3 . MINIMIZATION OF DFA
Algorithm:
Step-1 : Prompt the number of state(say n), number of input symbols, the initial and the final states and the transition table of the DFA.
Step-2 : Create a boolean table of size n*n and initialise all the values as true. This table is used to identify whether two states are equivalent or not.
Step-3 : Traverse the table, if one state is a final state and other state is a non final state then mark their combination as distinguishable by storing false in the boolean table.
Step-4 : Store the count of distinguishable states in a variable(say temp).
Step-5 : Traverse each row(i) and column(j) of the table.
Step-6 : Find the transition of i and j on a given input. Say the transition states are x and y respectively.
Step-7 : If table[x][y] is false then set table[i][j] and table[j][i] as false as well.
Step-8 : Track the count of distinguishable states.
Step-9 : Repeat Steps 6-8 for all the input symbols.
Step-10 : If the variable “temp” value is not equal to the count of distinguishable states, then go to Step-4.
Step-11 : Display the distinguishable table.
Step-12 : Combine the states which are identified as equivalent by the distinguishable table and make them as a single state in minimized DFA.
Step-13 : Keep the states that are not equivalent as individual states in the minimized DFA.
Step-15 : Determine the transitions for the states of the minimized DFA.
Step-16 : Display the transition table of the minimized DFA along with its initial and final states.
4 . REGULAR EXPRESSION TO NFA WITH EPSILON MOVES
Algorithm:
Step-1 : Prompt the user for the Regular Expression.

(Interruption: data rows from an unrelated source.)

#![allow(clippy::missing_errors_doc)]

use std::path::PathBuf;

use clap::Parser;

use crate::domain::weather::parse_condition;

pub const DEFAULT_FPS: u8 = 30;
pub const DEFAULT_REFRESH_SECS: u64 = 600;

#[allow(clippy::struct_excessive_bools)]
#[derive(Debug, Parser, Clone)]
#[command(
    name = "atmos-fx",
    version,
    about = "Animated weather sky for the terminal"
)]
pub struct Cli {
    /// Weather code or preset name (e.g. 65, heavy-rain, thunderstorm)
    #[arg(long, value_parser = parse_condition)]
    pub condition: Option<u8>,

    /// Start with the night sky
    #[arg(long)]
    pub night: bool,

    /// Latitude for live conditions (requires --lon)
    #[arg(long, allow_negative_numbers = true)]
    pub lat: Option<f64>,

    /// Longitude for live conditions (requires --lat)
    #[arg(long, allow_negative_numbers = true)]
    pub lon: Option<f64>,

    /// Target FPS (15..60)
    #[arg(long, default_value_t = DEFAULT_FPS, value_parser = clap::value_parser!(u8).range(15..=60))]
    pub fps: u8,

    /// Disable thunder flash
    #[arg(long)]
    pub no_flash: bool,

    /// Ignore the mouse pointer for rain wind
    #[arg(long)]
    pub no_pointer_wind: bool,

    /// Forecast refresh interval in seconds
    #[arg(long, default_value_t = DEFAULT_REFRESH_SECS)]
    pub refresh_interval: u64,

    /// Override the forecast endpoint
    #[arg(long)]
    pub forecast_url: Option<String>,

    /// Seed for reproducible particle layouts
    #[arg(long)]
    pub seed: Option<u64>,

    /// Write logs to this file (also ATMOS_FX_LOG)
    #[arg(long)]
    pub log_file: Option<PathBuf>,
}

impl Cli {
    pub fn validate(&self) -> anyhow::Result<()> {
        match (self.lat, self.lon) {
            (Some(_), None) | (None, Some(_)) => {
                anyhow::bail!("--lat and --lon must be provided together")
            }
            (Some(lat), Some(lon))
                if !(-90.0..=90.0).contains(&lat) || !(-180.0..=180.0).contains(&lon) =>
            {
                anyhow::bail!("coordinates out of range: {lat}, {lon}")
            }
            _ => Ok(()),
        }
    }

    /// Whether the sky follows live conditions instead of a manual preset.
    #[must_use]
    pub fn has_coordinates(&self) -> bool {
        self.lat.is_some() && self.lon.is_some()
    }
}

#[cfg(test)]
mod tests {
    use clap::Parser;

    use super::Cli;

    #[test]
    fn parses_condition_by_name_and_code() {
        let cli = Cli::parse_from(["atmos-fx", "--condition", "heavy-snow"]);
        assert_eq!(cli.condition, Some(75));
        let cli = Cli::parse_from(["atmos-fx", "--condition", "95"]);
        assert_eq!(cli.condition, Some(95));
    }

    #[test]
    fn rejects_unknown_condition() {
        let err = Cli::try_parse_from(["atmos-fx", "--condition", "sleet-tornado"])
            .expect_err("expected invalid condition");
        assert!(err.to_string().contains("sleet-tornado"));
    }

    #[test]
    fn defaults_are_manual_day_sky() {
        let cli = Cli::parse_from(["atmos-fx"]);
        assert_eq!(cli.condition, None);
        assert!(!cli.night);
        assert_eq!(cli.fps, 30);
        assert_eq!(cli.refresh_interval, 600);
        assert!(!cli.has_coordinates());
        assert!(cli.validate().is_ok());
    }

    #[test]
    fn fps_is_range_checked() {
        assert!(Cli::try_parse_from(["atmos-fx", "--fps", "10"]).is_err());
        assert_eq!(Cli::parse_from(["atmos-fx", "--fps", "60"]).fps, 60);
    }

    #[test]
    fn negative_coordinates_parse() {
        let cli = Cli::parse_from(["atmos-fx", "--lat", "-33.87", "--lon", "151.21"]);
        assert_eq!(cli.lat, Some(-33.87));
        assert!(cli.has_coordinates());
        assert!(cli.validate().is_ok());
    }

    #[test]
    fn lat_without_lon_is_rejected() {
        let cli = Cli::parse_from(["atmos-fx", "--lat", "59.3"]);
        assert!(cli.validate().is_err());
        let cli = Cli::parse_from(["atmos-fx", "--lat", "120", "--lon", "0"]);
        assert!(cli.validate().is_err());
    }
}
use anyhow::Result;
use chrono::Utc;
use tokio::sync::mpsc;
use tracing::warn;

use super::{AppMode, AppState};
use crate::app::events::{AppEvent, schedule_retry};

impl AppState {
    /// Requests current conditions for the configured location, unless one is already in flight.
    pub(crate) async fn start_fetch(&mut self, tx: &mpsc::Sender<AppEvent>) -> Result<()> {
        if self.fetch_in_flight {
            return Ok(());
        }
        let Some(location) = self.location.clone() else {
            return Ok(());
        };
        self.fetch_in_flight = true;
        tx.send(AppEvent::FetchStarted).await?;

        let client = self.forecast.clone();
        let tx2 = tx.clone();
        tokio::spawn(async move {
            match client.fetch_current(location).await {
                Ok(current) => {
                    let _ = tx2.send(AppEvent::FetchSucceeded(current)).await;
                }
                Err(err) => {
                    let _ = tx2.send(AppEvent::FetchFailed(format!("{err:#}"))).await;
                }
            }
        });
        Ok(())
    }

    pub(crate) fn handle_fetch_started(&mut self) {
        self.fetch_in_flight = true;
        if self.live.is_none() {
            self.mode = AppMode::Loading;
        }
        self.refresh_meta.last_attempt = Some(Utc::now());
    }

    pub(crate) fn handle_fetch_failed(&mut self, tx: &mpsc::Sender<AppEvent>, err: String) {
        self.fetch_in_flight = false;
        self.refresh_meta.mark_failure();
        let delay = self.backoff.next_delay();
        warn!(
            error = %err,
            failures = self.refresh_meta.consecutive_failures,
            attempt = self.backoff.attempts(),
            retry_in_secs = delay,
            "forecast fetch failed"
        );
        self.last_error = Some(err);
        if self.live.is_none() {
            self.mode = AppMode::Error;
        }
        schedule_retry(tx.clone(), delay);
    }
}
use crate::domain::weather::{Condition, condition_class, daylight_class};

use super::surface::Point;

pub const SPLASH_TTL_MS: f64 = 600.0;
pub const THUNDER_FLASH_MS: f64 = 700.0;

/// Blur and dimming applied over the whole scene in fog.
#[derive(Debug, Clone, Copy, PartialEq, Default)]
pub struct FogVeil {
    pub blur_px: f32,
    pub opacity: f32,
}

impl FogVeil {
    pub const FOG: Self = Self {
        blur_px: 8.0,
        opacity: 0.1,
    };
}

#[derive(Debug, Clone, Copy, PartialEq)]
pub struct Splash {
    pub at: Point,
    pub born_ms: f64,
}

/// Presentation state around the canvas: condition classes, transient rain
/// splashes, the thunder flash and the fog veil.
#[derive(Debug, Clone, Default)]
pub struct Overlay {
    classes: Vec<&'static str>,
    splashes: Vec<Splash>,
    thunder_until_ms: Option<f64>,
    fog_veil: FogVeil,
}

impl Overlay {
    pub fn apply_condition(&mut self, condition: Condition, fog_veil: FogVeil) {
        self.classes = vec![
            daylight_class(condition.is_day),
            condition_class(condition.category()),
        ];
        self.fog_veil = fog_veil;
    }

    #[must_use]
    pub fn classes(&self) -> &[&'static str] {
        &self.classes
    }

    #[must_use]
    pub fn class_name(&self) -> String {
        self.classes.join(" ")
    }

    #[must_use]
    pub fn has_class(&self, name: &str) -> bool {
        self.classes.iter().any(|class| *class == name)
    }

    pub fn spawn_splash(&mut self, at: Point, now_ms: f64) {
        self.splashes.push(Splash { at, born_ms: now_ms });
    }

    #[must_use]
    pub fn splashes(&self) -> &[Splash] {
        &self.splashes
    }

    pub fn flash_thunder(&mut self, now_ms: f64) {
        self.thunder_until_ms = Some(now_ms + THUNDER_FLASH_MS);
    }

    #[must_use]
    pub fn thunder_active(&self) -> bool {
        self.thunder_until_ms.is_some()
    }

    #[must_use]
    pub fn fog_veil(&self) -> FogVeil {
        self.fog_veil
    }

    /// Drops splashes and the thunder flash whose time is up.
    pub fn expire(&mut self, now_ms: f64) {
        self.splashes
            .retain(|splash| now_ms - splash.born_ms < SPLASH_TTL_MS);
        if self.thunder_until_ms.is_some_and(|until| now_ms >= until) {
            self.thunder_until_ms = None;
        }
    }
}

Step-2 : Extract all the sub-expressions from the given Regular Expression.
Step-3 : Create a new state in NFA with epsilon moves whenever it is required.
Step-4 : For all the extracted sub-expressions, store their equivalent transitions in the NFA with epsilon moves.
Step-5 : Evaluate the union operation and store its equivalent transition in the NFA with epsilon moves.
Step-6 : Evaluate the closure operation and store its equivalent transition in the NFA with epsilon moves.
Step-7 : Concatenate all the sub-expressions and store the transitions for the concatenation operation.
Steo-8 : Resultant NFA with epsilon moves will have same input symbols as in the given Regular Expression along with epsilon.
Step-9 : Mark the start state as initial state and the end state as final state.
Step-10 : Display the transition table of the resultant NFA with epsilon moves along with it’s initial and final state.